* What the task asks *
Up to and including the line that contains "use crate::config::Config;", repeat each line of the data exactly, starting from the first.

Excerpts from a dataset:
%%

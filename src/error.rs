use std::io;
use std::path::PathBuf;
use thiserror::Error;

pub type Result<T> = std::result::Result<T, ShotError>;

#[derive(Debug, Error)]
pub enum ShotError {
    /// A required path or name was never supplied.
    #[error("{0} is not configured")]
    NotConfigured(&'static str),

    #[error("footage folder is empty: {}", .0.display())]
    EmptySource(PathBuf),

    #[error("filesystem error at {}: {source}", path.display())]
    Filesystem {
        path: PathBuf,
        #[source]
        source: io::Error,
    },

    #[error("failed to copy footage for shot {shot}: {failure}")]
    Copy { shot: String, failure: CopyFailure },

    #[error("invalid script name pattern: {0}")]
    Pattern(#[from] regex::Error),

    #[error("executable not found: {}", .0.display())]
    ToolNotFound(PathBuf),

    #[error("failed to launch {}: {source}", program.display())]
    Launch {
        program: PathBuf,
        #[source]
        source: io::Error,
    },
}

#[derive(Debug, Error)]
pub enum CopyFailure {
    #[error("destination already exists: {}", .0.display())]
    DestinationExists(PathBuf),

    #[error("source is missing: {}", .0.display())]
    SourceMissing(PathBuf),

    #[error("source is not a directory: {}", .0.display())]
    SourceNotDirectory(PathBuf),

    #[error("I/O error at {}: {source}", path.display())]
    Io {
        path: PathBuf,
        #[source]
        source: io::Error,
    },
}

impl ShotError {
    pub(crate) fn fs(path: impl Into<PathBuf>, source: io::Error) -> Self {
        ShotError::Filesystem {
            path: path.into(),
            source,
        }
    }
}
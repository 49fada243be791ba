use crate::config::Config;
use crate::error::{Result, ShotError};
use std::path::{Path, PathBuf};

/// Command-line values that take precedence over the config file.
#[derive(Debug, Clone, Default)]
pub struct Overrides {
    pub footage_root: Option<PathBuf>,
    pub project_base: Option<PathBuf>,
    pub project_name: Option<String>,
    pub tool_path: Option<PathBuf>,
    pub template_path: Option<PathBuf>,
    pub setup_script: Option<PathBuf>,
}

/// The paths and names one action works against. Built once, never mutated.
#[derive(Debug, Clone)]
pub struct Session {
    footage_root: Option<PathBuf>,
    project_base: Option<PathBuf>,
    project_name: Option<String>,
    tool_path: PathBuf,
    template_path: Option<PathBuf>,
    setup_script: Option<PathBuf>,
    script_extension: String,
}

impl Session {
    pub fn new(config: Config, overrides: Overrides) -> Self {
        Self {
            footage_root: overrides.footage_root.or(config.footage_root),
            project_base: overrides.project_base.or(config.project_base),
            project_name: overrides
                .project_name
                .or(config.project_name)
                .filter(|name| !name.trim().is_empty()),
            tool_path: overrides.tool_path.unwrap_or(config.tool_path),
            template_path: overrides.template_path.or(config.template_path),
            setup_script: overrides.setup_script.or(config.setup_script),
            script_extension: config.script_extension,
        }
    }

    pub fn footage_root(&self) -> Result<&Path> {
        non_empty(self.footage_root.as_deref()).ok_or(ShotError::NotConfigured("footage path"))
    }

    pub fn project_name(&self) -> Result<&str> {
        self.project_name
            .as_deref()
            .ok_or(ShotError::NotConfigured("project name"))
    }

    /// `<project_base>/<project_name>`
    pub fn project_dir(&self) -> Result<PathBuf> {
        let base = non_empty(self.project_base.as_deref())
            .ok_or(ShotError::NotConfigured("project folder"))?;
        Ok(base.join(self.project_name()?))
    }

    pub fn tool_path(&self) -> &Path {
        &self.tool_path
    }

    pub fn template_path(&self) -> Result<&Path> {
        non_empty(self.template_path.as_deref()).ok_or(ShotError::NotConfigured("template path"))
    }

    pub fn setup_script(&self) -> Result<&Path> {
        non_empty(self.setup_script.as_deref()).ok_or(ShotError::NotConfigured("setup script"))
    }

    pub fn script_extension(&self) -> &str {
        &self.script_extension
    }
}

fn non_empty(path: Option<&Path>) -> Option<&Path> {
    path.filter(|p| !p.as_os_str().is_empty())
}
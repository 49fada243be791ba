use crate::error::{Result, ShotError};
use crate::logok;
use crate::version::{Resolution, script_file_name};
use std::path::{Path, PathBuf};
use tokio::fs::{self, OpenOptions};

/// What to do when a script already exists for the shot.
#[derive(Debug, Clone, Copy, PartialEq, Eq)]
pub enum LoadChoice {
    OpenExisting,
    CreateNew,
}

#[derive(Debug, Clone, PartialEq, Eq)]
pub enum LoadAction {
    /// No script yet: copy the template to version 1.
    SeedFromTemplate { template: PathBuf, target: PathBuf },
    OpenExisting { path: PathBuf },
    /// Copy the highest version to the next one.
    Increment { from: PathBuf, target: PathBuf },
}

impl LoadAction {
    /// The script the tool should be launched on once the action has run.
    pub fn script_path(&self) -> &Path {
        match self {
            LoadAction::SeedFromTemplate { target, .. } => target.as_path(),
            LoadAction::OpenExisting { path } => path.as_path(),
            LoadAction::Increment { target, .. } => target.as_path(),
        }
    }
}

/// Picks the action for a resolver outcome. `choice` only matters when a
/// script was found.
pub fn plan(
    resolution: Resolution,
    choice: LoadChoice,
    scripts_dir: &Path,
    shot: &str,
    extension: &str,
    template: &Path,
) -> LoadAction {
    match (resolution, choice) {
        (Resolution::NoExistingScript, _) => LoadAction::SeedFromTemplate {
            template: template.to_path_buf(),
            target: scripts_dir.join(script_file_name(shot, extension, 1)),
        },
        (Resolution::Found { path, .. }, LoadChoice::OpenExisting) => {
            LoadAction::OpenExisting { path }
        }
        (Resolution::Found { version, path }, LoadChoice::CreateNew) => LoadAction::Increment {
            target: scripts_dir.join(script_file_name(
                shot,
                extension,
                version.saturating_add(1),
            )),
            from: path,
        },
    }
}

/// Runs the copy part of `action` and returns the script to open.
/// Never overwrites an existing script.
pub async fn execute(action: &LoadAction) -> Result<PathBuf> {
    match action {
        LoadAction::SeedFromTemplate { template, target } => copy_new(template, target).await?,
        LoadAction::Increment { from, target } => copy_new(from, target).await?,
        LoadAction::OpenExisting { .. } => {}
    }
    Ok(action.script_path().to_path_buf())
}

async fn copy_new(from: &Path, to: &Path) -> Result<()> {
    let mut src = fs::File::open(from)
        .await
        .map_err(|e| ShotError::fs(from, e))?;
    let mut dst = OpenOptions::new()
        .write(true)
        .create_new(true)
        .open(to)
        .await
        .map_err(|e| ShotError::fs(to, e))?;
    tokio::io::copy(&mut src, &mut dst)
        .await
        .map_err(|e| ShotError::fs(to, e))?;
    dst.sync_all().await.map_err(|e| ShotError::fs(to, e))?;

    logok(format!("Created script: {}", to.display()));
    Ok(())
}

%%

* Response to the task *
filename src/error.rs
use std::io;
use std::path::PathBuf;
use thiserror::Error;

pub type Result<T> = std::result::Result<T, ShotError>;

#[derive(Debug, Error)]
pub enum ShotError {
    /// A required path or name was never supplied.
    #[error("{0} is not configured")]
    NotConfigured(&'static str),

    #[error("footage folder is empty: {}", .0.display())]
    EmptySource(PathBuf),

    #[error("filesystem error at {}: {source}", path.display())]
    Filesystem {
        path: PathBuf,
        #[source]
        source: io::Error,
    },

    #[error("failed to copy footage for shot {shot}: {failure}")]
    Copy { shot: String, failure: CopyFailure },

    #[error("invalid script name pattern: {0}")]
    Pattern(#[from] regex::Error),

    #[error("executable not found: {}", .0.display())]
    ToolNotFound(PathBuf),

    #[error("failed to launch {}: {source}", program.display())]
    Launch {
        program: PathBuf,
        #[source]
        source: io::Error,
    },
}

#[derive(Debug, Error)]
pub enum CopyFailure {
    #[error("destination already exists: {}", .0.display())]
    DestinationExists(PathBuf),

    #[error("source is missing: {}", .0.display())]
    SourceMissing(PathBuf),

    #[error("source is not a directory: {}", .0.display())]
    SourceNotDirectory(PathBuf),

    #[error("I/O error at {}: {source}", path.display())]
    Io {
        path: PathBuf,
        #[source]
        source: io::Error,
    },
}

impl ShotError {
    pub(crate) fn fs(path: impl Into<PathBuf>, source: io::Error) -> Self {
        ShotError::Filesystem {
            path: path.into(),
            source,
        }
    }
}
repository 49fada243be791ba
use crate::config::Config;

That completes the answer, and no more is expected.